Огромный Палаццо Сантиори элегантно царил над Виа-Сан-Теодоро. Его залы и комнаты с высокими потолками были украшены величественными полотнами, среди которых имелись даже произведения раннего Возрождения, когда художники творили под непосредственным покровительством этой семьи.
— Невероятно! — восхищенно проговорил Тим, в благоговении застыв перед «Благовещением» Рафаэля. Он настраивался на знакомство с нынешними сильными мира сего, но не был готов одновременно на встречу со Старыми Мастерами.
— У Сантиори всегда было чутье на талантливых людей. — Княгиня оказалась невысокой, пышущей здоровьем женщиной с седыми волосами и глазами, которые своим живым блеском затмевали сияние ее многочисленных бриллиантов. — Это более ранний вариант по сравнению с тем, что висит в Ватикане, — пояснила она. — Но когда дело касается Рафаэля, сказать, что первично, а что вторично в смысле красоты, невозможно. Вы согласны?
— О да, конечно, — быстро ответил Тим и подумал, как же должен чувствовать себя человек, живущий в доме, полном столь бесценных сокровищ.
— Пойдемте, отец. Можно мне называть вас Тимотео? Позвольте мне представить вас некоторым замечательным людям. Как-нибудь в другой раз заходите и любуйтесь картинами, сколько вам будет угодно.
Тим проследовал за княгиней по широкой мраморной лестнице. Ее каблуки стучали почти в унисон с его стремительно бьющимся сердцем. Еще один пролет, и они вышли в разбитый на крыше дворца сад, который освещался фонарями, установленными через равномерные промежутки на ограде. От вида Вечного города, открывающегося с террасы, у Тима захватило дух. С этой «смотровой площадки» можно было видеть весь Форум, освещенный прожекторами. Тим не мог оторвать взора от этих благородных руин империи — отчасти потому, что не чувствовал себя по-настоящему достойным людского величия, живые воплощения которого сейчас во множестве толпились на террасе.
Знакомый голос вернул его к действительности.
— Nunc est bibendum. Пора предаться возлияниям, как сказал поэт, — произнес где-то рядом отец Аскарелли. — Вот кто был подлинный поэт Рима — Гораций! Разве не так?
Тим обернулся на своего наставника и негромко рассмеялся.
— Отец мой, вы, я смотрю, времени зря не теряете! — сказал он. В каждой руке Аскарелли держал по узкому бокалу шампанского.
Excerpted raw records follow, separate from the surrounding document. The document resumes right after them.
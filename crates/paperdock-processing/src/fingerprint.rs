//! Lightweight content fingerprint for near-duplicate detection.

use base64::engine::general_purpose::STANDARD_NO_PAD;
use base64::Engine;
use sha2::{Digest, Sha256};

use paperdock_core::models::Category;

/// Characters of content that participate in the digest. Enough to tell
/// revisions apart without hashing multi-megabyte extractions.
const CONTENT_PREFIX_CHARS: usize = 2000;

/// Digest characters kept after encoding.
const FINGERPRINT_CHARS: usize = 24;

/// Derive a stable fingerprint from the extracted content and the finalized
/// metadata. The `local-` prefix marks fingerprints produced in-process, as
/// opposed to a future embedding-service scheme.
pub fn fingerprint(
    content: &str,
    tags: &[String],
    category: Category,
    word_count: usize,
    readability: u8,
) -> String {
    let prefix: String = content.chars().take(CONTENT_PREFIX_CHARS).collect();

    let mut hasher = Sha256::new();
    hasher.update(prefix.as_bytes());
    hasher.update(b"\x1f");
    hasher.update(tags.join(",").as_bytes());
    hasher.update(b"\x1f");
    hasher.update(category.as_str().as_bytes());
    hasher.update(b"\x1f");
    hasher.update(word_count.to_string().as_bytes());
    hasher.update(b"\x1f");
    hasher.update([readability]);

    let encoded = STANDARD_NO_PAD.encode(hasher.finalize());
    format!("local-{}", &encoded[..FINGERPRINT_CHARS])
}

#[cfg(test)]
mod tests {
    use super::*;

    #[test]
    fn fingerprint_is_stable_and_prefixed() {
        let tags = vec!["alpha".to_string(), "beta".to_string()];
        let a = fingerprint("some content", &tags, Category::Technology, 2, 70);
        let b = fingerprint("some content", &tags, Category::Technology, 2, 70);
        assert_eq!(a, b);
        assert!(a.starts_with("local-"));
        assert_eq!(a.len(), "local-".len() + FINGERPRINT_CHARS);
    }

    #[test]
    fn different_inputs_diverge() {
        let tags = vec!["alpha".to_string()];
        let base = fingerprint("some content", &tags, Category::Technology, 2, 70);
        assert_ne!(
            base,
            fingerprint("other content", &tags, Category::Technology, 2, 70)
        );
        assert_ne!(base, fingerprint("some content", &[], Category::Technology, 2, 70));
        assert_ne!(
            base,
            fingerprint("some content", &tags, Category::Legal, 2, 70)
        );
        assert_ne!(
            base,
            fingerprint("some content", &tags, Category::Technology, 3, 70)
        );
        assert_ne!(
            base,
            fingerprint("some content", &tags, Category::Technology, 2, 71)
        );
    }

    #[test]
    fn only_the_content_prefix_matters() {
        let tags: Vec<String> = vec![];
        let long_a = format!("{}{}", "x".repeat(CONTENT_PREFIX_CHARS), " tail one");
        let long_b = format!("{}{}", "x".repeat(CONTENT_PREFIX_CHARS), " tail two");
        assert_eq!(
            fingerprint(&long_a, &tags, Category::Other, 3, 50),
            fingerprint(&long_b, &tags, Category::Other, 3, 50)
        );
    }
}
//! Ingestion worker binary: wires configuration into the pipeline and runs
//! the worker pool until interrupted.

use std::path::PathBuf;
use std::sync::Arc;

use anyhow::Context;

use paperdock_core::Config;
use paperdock_db::{DocumentRepository, PgDocumentRepository};
use paperdock_processing::{
    CloudScanner, ContentExtractor, FallbackScanner, Scanner, SignatureScanner, TesseractOcr,
    ThumbnailRenderer,
};
use paperdock_providers::{
    AnthropicProvider, MetadataProvider, OpenAiProvider, ProviderChain,
};
use paperdock_storage::{BlobStore, LocalBlobStore, S3BlobStore};
use paperdock_worker::{IngestPipeline, JobQueue, PgJobQueue, WorkerPool};

#[tokio::main]
async fn main() -> Result<(), anyhow::Error> {
    tracing_subscriber::fmt()
        .with_env_filter(
            tracing_subscriber::EnvFilter::try_from_default_env()
                .unwrap_or_else(|_| tracing_subscriber::EnvFilter::new("info")),
        )
        .init();

    let config = Config::from_env()?;
    tracing::info!(environment = %config.environment, "starting ingestion worker");

    let database_url = config
        .database_url
        .as_deref()
        .context("DATABASE_URL is required")?;
    let pool = sqlx::postgres::PgPoolOptions::new()
        .max_connections(config.worker.max_workers as u32 + 2)
        .connect(database_url)
        .await
        .context("failed to connect to database")?;
    let repository: Arc<dyn DocumentRepository> = Arc::new(PgDocumentRepository::new(pool.clone()));

    let store: Arc<dyn BlobStore> = match config.storage_backend.as_str() {
        "s3" => Arc::new(S3BlobStore::new(
            config.s3_bucket.clone().unwrap_or_default(),
            config.s3_region.clone().unwrap_or_else(|| "us-east-1".to_string()),
            config.s3_endpoint.clone(),
        )?),
        _ => Arc::new(LocalBlobStore::new(
            config.local_storage_path.clone().unwrap_or_default(),
            None,
        )),
    };

    let scanner: Arc<dyn Scanner> = {
        let cloud = match (&config.cloud_scan_url, &config.cloud_scan_api_key) {
            (Some(url), Some(key)) => {
                tracing::info!("cloud scanning tier enabled");
                Some(Arc::new(CloudScanner::new(url.clone(), key.clone())) as Arc<dyn Scanner>)
            }
            _ => {
                tracing::info!("cloud scanning not configured, signature tier only");
                None
            }
        };
        Arc::new(FallbackScanner::new(cloud, Arc::new(SignatureScanner::new())))
    };

    let ocr = TesseractOcr::new(&config.tesseract_path, &config.ocr_language);
    let extractor = if ocr.is_available().await {
        ContentExtractor::new(Some(Arc::new(ocr)), config.ocr_max_pages)
    } else {
        tracing::warn!(
            binary = %config.tesseract_path,
            "tesseract unavailable, scanned PDFs will not be OCRed"
        );
        ContentExtractor::new(None, config.ocr_max_pages)
    };

    let mut providers: Vec<Arc<dyn MetadataProvider>> = Vec::new();
    providers.push(Arc::new(OpenAiProvider::new(
        config.openai_api_key.clone(),
        config.openai_model.clone(),
    )));
    providers.push(Arc::new(AnthropicProvider::new(
        config.anthropic_api_key.clone(),
        config.anthropic_model.clone(),
    )));
    let chain = ProviderChain::new(providers);

    let scratch_root = config
        .scratch_dir
        .clone()
        .map(PathBuf::from)
        .unwrap_or_else(std::env::temp_dir);

    let pipeline = Arc::new(IngestPipeline::new(
        repository,
        store,
        scanner,
        extractor,
        chain,
        Arc::new(ThumbnailRenderer::new()),
        scratch_root,
    ));

    // Jobs arrive as `ingest_jobs` rows written by the upload service.
    let queue: Arc<dyn JobQueue> = Arc::new(PgJobQueue::new(pool));
    let workers = WorkerPool::start(queue, pipeline, config.worker.clone());

    tokio::signal::ctrl_c()
        .await
        .context("failed to listen for shutdown signal")?;
    workers.shutdown().await;

    Ok(())
}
— Видишь ли, мой мальчик, — в свою очередь рассмеялся старик, — в моем возрасте надо использовать каждый момент. Я уже выпил за твое здоровье и еще выпью. Спасибо, что включил меня в список своих приглашенных. Теперь у меня есть шанс умереть с безупречным послужным списком в обществе.
— Carpe noctem[65], — с теплотой в голосе сказал Тим.
— Et tu bili[66], — отозвался Аскарелли и растворился в море знаменитостей.
Тим тут же мысленно поклялся пить в этот вечер только минералку, дабы запомнить каждое лицо, каждый звук, каждую ноту этого вечера… Вечера, устроенного в его честь.
Тем не менее на следующее утро голова у него раскалывалась. Не от выпитого или съеденного, а скорее, как он рассудил, от титанического умственного напряжения вчерашнего дня, когда сперва он сам источал блеск, а затем блеск источали на него.